We have been using the characterization tool trying to characterize our drivetrain. Over the past several tests, our track width is said to be about 30 units (which we set to meters). This doesn’t sound quite right. We have tried verifying our gear ratio and encoder values.
Additionally, after running just the quasistatic forward test, the characterization logger said we traveled roughly 180 units (I’m assuming this means meters?) which is not correct as we ran the robot on about five meters of carpet. This value was not quite right for all the other tests when ran as well.
Can somebody explain to us what these tests are and what unit numbers they are printing, and if there are other important configuration settings we need to set in order to get this right?
You also type in the track width value, right? So you entered 30 “units”? If so, you really need to make sure your units are consistent. If you’re using meters for everything else, then you need to use meters here. If your track width is 20", then you need to enter 20*2.544/100 or ~0.5 (I didn’t run it through a calculator to get the exact value, but you should)
I am next to edurso right now. We did not have the old config file, and the project had been edited so we just re-did it all. Our config is now:
{
# Ports for the left-side motors
"leftMotorPorts": [1, 2, 3],
# Ports for the right-side motors
"rightMotorPorts": [4, 5, 6],
# NOTE: Inversions of the slaves (i.e. any motor *after* the first on
# each side of the drive) are *with respect to their master*. This is
# different from the other poject types!
# Inversions for the left-side motors
"leftMotorsInverted": [False, True, False],
# Inversions for the right side motors
"rightMotorsInverted": [False, True, False],
# The total gear reduction between the motor and the wheels, expressed as
# a fraction [motor turns]/[wheel turns]
"gearing": 13.55,
# Wheel diameter (in units of your choice - will dictate units of analysis)
"wheelDiameter": 0.15,
# Your gyro type (one of "NavX", "Pigeon", "ADXRS450", "AnalogGyro", or "None")
"gyroType": "NavX",
# Whatever you put into the constructor of your gyro
# Could be:
# "SPI.Port.kMXP" (MXP SPI port for NavX or ADXRS450),
# "I2C.Port.kOnboard" (Onboard I2C port for NavX)

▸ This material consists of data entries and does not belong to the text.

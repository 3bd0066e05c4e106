//! Core module containing the shaping, sorting and paging machinery

pub mod entity;
pub mod error;
pub mod field;
pub mod mapping;
pub mod paging;
pub mod query;
pub mod shaping;
pub mod sort;
pub mod validation;

pub use entity::{Entity, Shape};
pub use error::{
    ConfigError, EntityError, FieldValidationError, MappingError, RequestError, Result,
    RoutineError, ShapingError, ValidationError,
};
pub use field::FieldValue;
pub use mapping::{FieldMapping, MappingTable, PropertyMappingService};
pub use paging::{PageRequest, PagedList, PaginationMetadata};
pub use query::{Query, QuerySource};
pub use shaping::{ShapedRecord, shape_collection, shape_data, shape_optional};
pub use sort::{SortKey, SortPlan, apply_sort};
pub use validation::{CrossFieldRules, Validated, check_fields, type_has_properties};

# "0" (Pigeon CAN ID or AnalogGyro channel),
# "new WPI_TalonSRX(3)" (Pigeon on a Talon SRX),
# "" (NavX using default SPI, ADXRS450 using onboard CS0, or no gyro)
"gyroPort": "I2C.Port.kMXP",
}
Our results now seem much closer; however our track width is now very narrow (less than a centimeter if we understand the units).
Checked the generated project and the navx stuff looks right:
// Note that the angle from the NavX and all implementors of wpilib Gyro
// must be negated because getAngle returns a clockwise positive angle
AHRS navx = new AHRS(I2C.Port.kMXP);
gyroAngleRadians = () -> -1 * Math.toRadians(navx.getAngle());
Try inverting the motors on one side of your drive and re-running (this may require some silly fiddling to get it to turn instead of drive straight). I suspect the encoder inversion when using NEOs is causing problems, and we’ll have to throw an abs() into the calculation.